Bride of Frankenstein
October 31st 2021

In 1957, nearly thirty years after his first directorial effort and sixteen years since his last, James Whale went to his reward in the swimming pool of his Pacific Palisades home, a true Hollywood legend to his last breath. Openly gay in a hostile, pre-Stonewall era, Whale was subsequently memorialized in Christopher Bram’s novel The Father of Frankenstein (1995), itself the basis for Bill Condon’s melodrama Gods and Monsters (1998). Recasting the British-born, Broadway-bred director as a tragic queer icon may carry a whiff of Old Hollywood scandal, but the resulting reappraisal of his artistic legacy is a boon to us all.

Within a laundry list of credits that run the gamut from maudlin (Showboat [1936]) to macabre (The Old Dark House [1932]), Whale’s Frankenstein (1931) and its sequel, Bride of Frankenstein (1935), remain the most recognizable. An early production of Universal’s now-notorious creature-feature factory, his adaptation of Mary Shelley’s pioneering sci-fi novel created the template upon which hundreds of films were built. The tropes of a “mad scientist playing God” are codified in this ur-text: towering Tesla coils, a raging storm, a roiling lynch mob of peasants, and rippling dry ice fog crowd a diorama that continues to send tingles up the spines of contemporary viewers.

Released within a maelstrom of rapidly-accelerating developments in medical science, festering under the shadow of creeping authoritarianism abroad, Frankenstein offered audiences a lens through which to regard their own mounting modern anxieties: How far is too far in the pursuit of knowledge? If we had the power to raise the dead, could we harness this power on behalf of the living? Or does Dr. Frankenstein’s mad pursuit betray something more sinister—the ability to match, even surpass, a mysterious, life-giving force? When the Pandora’s box of re-animation is loosed upon an unsuspecting and unprepared world, Dr. Frankenstein’s hubris returns to extract its proverbial pound of flesh, expanding the obligatory “crime doesn’t pay” Pre-Code ending into a woeful judgement on the possibilities and limitations of humanness.

Made four years after its precursor, and set in the immediate aftermath, Bride of Frankenstein finds the good doctor laid low by the violent results of his noble experiment. Like an expert thief pulled into “one last heist,” Frankenstein is cajoled and cornered into recreating the very event that led to his downfall. The monster may be a repulsive half-corpse, but within that tepid flesh lies the very thing his master sought to bring forth: an immortal soul, desiring of the same love and affection as its creator. Where Frankenstein lured viewers with the promise of straight-faced scares, Bride unspools with a tone composed of equal parts camp—as evidenced by star Elsa Lancaster’s towering hairdo—and compassion, etched into the puppy dog eyes behind Boris Karloff’s grimacing fright mask.

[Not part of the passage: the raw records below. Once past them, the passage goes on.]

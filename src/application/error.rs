//! Application-level errors (wraps domain errors)

use std::path::PathBuf;
use thiserror::Error;

use crate::domain::DomainError;

/// Application errors wrap domain errors and add application-level context.
#[derive(Error, Debug)]
pub enum ApplicationError {
    #[error("{0}")]
    Domain(#[from] DomainError),

    #[error("config error: {message}")]
    Config { message: String },

    #[error("invalid dataset {}: {message}", path.display())]
    Dataset { path: PathBuf, message: String },

    #[error("operation failed: {context}")]
    OperationFailed {
        context: String,
        #[source]
        source: Box<dyn std::error::Error + Send + Sync>,
    },
}

impl ApplicationError {
    pub fn dataset(path: impl Into<PathBuf>, message: impl Into<String>) -> Self {
        Self::Dataset {
            path: path.into(),
            message: message.into(),
        }
    }
}

/// Result type for application layer operations.
pub type ApplicationResult<T> = Result<T, ApplicationError>;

No longer a tragic footnote in the roster of maligned geniuses, James Whale is now readily praised by critics and scholars for his sensitive and expressionistic approach to early genre filmmaking. The legacy of Universal’s early horror efforts remains well-established, for better or worse, and their enduring influence owes a tremendous debt to Whale’s deft touch. What better way to pay homage to this long-overlooked auteur than a double feature of his two most beloved efforts?

Frankenstein and Bride of Frankenstein screen this afternoon, October 31, at the Museum of the Moving Image on 35mm.